Quando mais jovem, Narcizo ia todos os Domingo a missa. Preferia a missa das sete, enquanto Conceição ia na missa das nove. Sua bicicleta Peugeot, azul, era sua fiel companheira. O bagageiro grande era perfeito para carregar as verduras que Narcizo trazia do varejão, local que ele frequentava todos domingos após a missa, uma espécie de ritual.

Sua vida foi pautada em honestidade, amor e carinho. Narcizo não era de muitas palavras, mas usava das poucas palavras para compartilhar sabedoria e amor.
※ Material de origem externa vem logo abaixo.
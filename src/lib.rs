//! # timeline-kernel
//!
//! Deterministic correlation of heterogeneous forensic artifacts from a
//! single host into one chronologically ordered timeline.
//!
//! ## Core Contract
//!
//! 1. Stream raw records out of five artifact families (file-system
//!    metadata, change journal, execution traces, audit logs, registry
//!    activity), one adapter at a time
//! 2. Normalize every record into the canonical event model (UTC
//!    milliseconds, resolved-or-verbatim identities, monotonic
//!    sequence ids)
//! 3. Produce a deterministic total order and export it losslessly
//!
//! ## Architecture
//!
//! ```text
//! ArtifactAdapter → normalize → TimelineStore → merge → export
//!        ↑                                        ↓
//!   RecordSource (provider)              Session (ReadyForExport)
//! ```
//!
//! ## Determinism Guarantees
//!
//! - The merge is a stable sort keyed (timestamp, sequence_id); equal
//!   timestamps keep adapter-registration order
//! - Re-merging an unchanged store is idempotent
//! - The interchange file is bit-exact: UTF-8 + BOM, fixed header,
//!   every field quoted, `YYYY-MM-DDTHH:MM:SS.mmmZ` timestamps

#![warn(missing_docs)]
#![warn(clippy::all)]

pub mod adapter;
pub mod export;
pub mod merge;
pub mod normalize;
pub mod pipeline;
pub mod session;
pub mod store;
pub mod types;
pub mod worker;

// Re-exports
pub use types::{
    format_timestamp, parse_timestamp, AdapterReport, AdapterState, CanonicalEvent, Provenance,
    RawIdentity, RawOccurrence, RawRecord, RawTimestamp, SequenceId, SessionState,
    UNKNOWN_IDENTITY,
};
pub use adapter::{
    classify_identity, looks_like_sid, ArtifactAdapter, AuditLogAdapter, AuditLogRecord,
    ChangeJournalAdapter, ChangeJournalRecord, ExecutionTraceAdapter, ExecutionTraceRecord,
    FileMetadataAdapter, FileMetadataRecord, RegistryAdapter, RegistryKeyRecord, SourceError,
    DEFAULT_RECORD_CAP,
};
pub use export::{
    read_interchange, write_interchange, write_interchange_to_path, ExportError, InterchangeRow,
    INTERCHANGE_HEADER,
};
pub use merge::merge;
pub use normalize::{normalize, resolve_identity, SequenceCounter};
pub use pipeline::{run_build, BuildPolicy, DEFAULT_DISPLAY_WINDOW, DEFAULT_MAX_RECORDS_PER_SOURCE};
pub use session::{display_text, Session, SessionError};
pub use store::TimelineStore;
pub use worker::{BuildWorker, CancelToken, ProgressSlot, TimelineBuilder, WorkerError};

/// Schema version for the canonical event model.
/// Increment on breaking changes to any serialized type.
pub const TIMELINE_SCHEMA_VERSION: &str = "1.0.0";
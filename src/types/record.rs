//! Raw provenance records produced by artifact source adapters.
//!
//! A raw record carries timestamps in the artifact's native time base
//! and identity in whatever form the platform handed over. The
//! normalizer ([`crate::normalize`]) converts both into the canonical
//! representation; nothing downstream of it sees native forms.

use chrono::{DateTime, Duration, NaiveDateTime, Utc};
use serde::{Deserialize, Serialize};

/// Milliseconds between 1601-01-01 (FILETIME epoch) and 1970-01-01.
const FILETIME_EPOCH_OFFSET_MILLIS: i64 = 11_644_473_600_000;

/// A timestamp in an artifact's native time base.
#[derive(Debug, Clone, Copy, PartialEq, Serialize, Deserialize)]
pub enum RawTimestamp {
    /// Already a UTC instant.
    Utc(DateTime<Utc>),
    /// Windows FILETIME: 100-nanosecond intervals since 1601-01-01 UTC.
    FileTime(u64),
    /// Seconds since the Unix epoch.
    UnixSeconds(i64),
    /// Milliseconds since the Unix epoch.
    UnixMillis(i64),
    /// Wall-clock local time with an explicit UTC offset.
    ///
    /// The offset is carried on the record so conversion stays pure;
    /// the kernel never consults the environment's time zone.
    LocalTime {
        /// Naive local wall-clock time.
        naive: NaiveDateTime,
        /// Minutes east of UTC at the moment the record was written.
        utc_offset_minutes: i32,
    },
}

impl RawTimestamp {
    /// Convert to a UTC instant at millisecond precision.
    ///
    /// Total: out-of-range inputs clamp to the representable bounds
    /// instead of failing, so a corrupt native timestamp degrades the
    /// event's time rather than dropping the event.
    pub fn to_utc(&self) -> DateTime<Utc> {
        match *self {
            RawTimestamp::Utc(ts) => clamp_millis(ts.timestamp_millis()),
            RawTimestamp::FileTime(ft) => {
                let millis = (ft / 10_000) as i64;
                clamp_millis(millis.saturating_sub(FILETIME_EPOCH_OFFSET_MILLIS))
            }
            RawTimestamp::UnixSeconds(secs) => clamp_millis(secs.saturating_mul(1_000)),
            RawTimestamp::UnixMillis(millis) => clamp_millis(millis),
            RawTimestamp::LocalTime { naive, utc_offset_minutes } => {
                let shifted = naive
                    .checked_sub_signed(Duration::minutes(utc_offset_minutes as i64))
                    .unwrap_or(naive);
                clamp_millis(shifted.and_utc().timestamp_millis())
            }
        }
    }
}

/// Clamp a Unix-millisecond value into the representable UTC range and
/// truncate to millisecond precision.
fn clamp_millis(millis: i64) -> DateTime<Utc> {
    match DateTime::from_timestamp_millis(millis) {
        Some(ts) => ts,
        None if millis < 0 => DateTime::<Utc>::MIN_UTC,
        None => DateTime::<Utc>::MAX_UTC,
    }
}

/// Identity as delivered by the platform query provider.
#[derive(Debug, Clone, PartialEq, Eq, Serialize, Deserialize)]
pub enum RawIdentity {
    /// Already a human-readable account name.
    Named(String),
    /// An unresolved identity token, e.g. a raw security identifier
    /// string. Preserved verbatim when resolution fails.
    Token(String),
    /// The artifact carries no identity at all.
    Unknown,
}

/// One timestamped activity inside a raw record.
///
/// Most records carry exactly one occurrence; a file-metadata record
/// carries one per recorded time (created, modified), which the
/// normalizer expands into separate canonical events.
#[derive(Debug, Clone, PartialEq, Serialize, Deserialize)]
pub struct RawOccurrence {
    /// Classification string for the resulting event, e.g. `FileCreated`.
    pub kind: String,
    /// When the activity happened, in the artifact's native time base.
    pub at: RawTimestamp,
}

/// A decoded record from one artifact source, before normalization.
#[derive(Debug, Clone, PartialEq, Serialize, Deserialize)]
pub struct RawRecord {
    /// Timestamped activities; never empty for a syntactically valid record.
    pub occurrences: Vec<RawOccurrence>,
    /// Identity associated with the activity.
    pub identity: RawIdentity,
    /// Host name, when the artifact records one.
    pub host: Option<String>,
    /// Short description.
    pub summary: String,
    /// Full detail text.
    pub detail: String,
}

impl RawRecord {
    /// Single-occurrence convenience constructor.
    pub fn single(
        kind: impl Into<String>,
        at: RawTimestamp,
        identity: RawIdentity,
        summary: impl Into<String>,
        detail: impl Into<String>,
    ) -> Self {
        Self {
            occurrences: vec![RawOccurrence { kind: kind.into(), at }],
            identity,
            host: None,
            summary: summary.into(),
            detail: detail.into(),
        }
    }

    /// Attach a host name.
    pub fn with_host(mut self, host: impl Into<String>) -> Self {
        self.host = Some(host.into());
        self
    }
}

#[cfg(test)]
mod tests {
    use super::*;
    use chrono::{NaiveDate, TimeZone};

    #[test]
    fn test_filetime_conversion() {
        // 2024-01-01T00:00:00Z as FILETIME.
        let unix_millis: i64 = 1_704_067_200_000;
        let ft = ((unix_millis + FILETIME_EPOCH_OFFSET_MILLIS) * 10_000) as u64;
        let ts = RawTimestamp::FileTime(ft).to_utc();
        assert_eq!(ts, Utc.timestamp_millis_opt(unix_millis).unwrap());
    }

    #[test]
    fn test_filetime_extreme_value_does_not_panic() {
        // Far-future FILETIME converts without panicking.
        let ts = RawTimestamp::FileTime(u64::MAX).to_utc();
        assert!(ts > Utc.timestamp_millis_opt(0).unwrap());
    }

    #[test]
    fn test_unix_seconds_and_millis_agree() {
        let a = RawTimestamp::UnixSeconds(1_704_067_200).to_utc();
        let b = RawTimestamp::UnixMillis(1_704_067_200_000).to_utc();
        assert_eq!(a, b);
    }

    #[test]
    fn test_unix_millis_out_of_range_clamps() {
        assert_eq!(RawTimestamp::UnixMillis(i64::MAX).to_utc(), DateTime::<Utc>::MAX_UTC);
        assert_eq!(RawTimestamp::UnixMillis(i64::MIN).to_utc(), DateTime::<Utc>::MIN_UTC);
    }

    #[test]
    fn test_local_time_offset_applied() {
        // 10:00 at UTC+2 is 08:00 UTC.
        let naive = NaiveDate::from_ymd_opt(2024, 1, 1)
            .unwrap()
            .and_hms_opt(10, 0, 0)
            .unwrap();
        let ts = RawTimestamp::LocalTime { naive, utc_offset_minutes: 120 }.to_utc();
        assert_eq!(
            ts,
            Utc.with_ymd_and_hms(2024, 1, 1, 8, 0, 0).unwrap()
        );
    }

    #[test]
    fn test_local_time_negative_offset() {
        // 10:00 at UTC-5 is 15:00 UTC.
        let naive = NaiveDate::from_ymd_opt(2024, 1, 1)
            .unwrap()
            .and_hms_opt(10, 0, 0)
            .unwrap();
        let ts = RawTimestamp::LocalTime { naive, utc_offset_minutes: -300 }.to_utc();
        assert_eq!(
            ts,
            Utc.with_ymd_and_hms(2024, 1, 1, 15, 0, 0).unwrap()
        );
    }

    #[test]
    fn test_utc_input_truncates_to_millis() {
        let ts = Utc.timestamp_opt(1_704_067_200, 123_456_789).unwrap();
        let truncated = RawTimestamp::Utc(ts).to_utc();
        assert_eq!(truncated.timestamp_millis(), 1_704_067_200_123);
        assert_eq!(truncated.timestamp_subsec_nanos() % 1_000_000, 0);
    }

    #[test]
    fn test_single_record_builder() {
        let rec = RawRecord::single(
            "Executed",
            RawTimestamp::UnixSeconds(1_000),
            RawIdentity::Unknown,
            "app.exe",
            "Application executed: app.exe",
        )
        .with_host("WKS-01");
        assert_eq!(rec.occurrences.len(), 1);
        assert_eq!(rec.host.as_deref(), Some("WKS-01"));
    }
}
A infância difícil lhe deixou cicatrizes que ele carregou por toda vida. Os banhos eram curtos, pois ele tinha medo de gastar energia. O temor que a escassez voltasse, fez com que ele guardasse dinheiro por toda a vida.

Colchão, buracos na parede, esconderijos no guarda roupa, eram alguns dos seus lugares favoritos para confiar suas economias.

De tempos em tempos, Conceição, entre uma faxina e outra na casa, encontrava um desses tesouros, e esses eram dias em que comiam uma carne especial. Narcizo quando descobria ficava possesso, Conceição sempre negava tudo.

Alguns desses dinheiros se desvalorizaram com o tempo. Eram tempos em que Bancos quebravam de uma hora para outra, que a inflação cavalgava em ritmo acelerado.

Quando Conceição partiu, foi como se um pedaço dele tivesse partido. Os dois eram companheiros, amores e tudo mais que um casal pode ser.

O amor dos filhos e sua saúde impecável lhe manteve vivo até os 95 anos. Seu maior legado é ser um exemplo de paciência, honestidade e amor.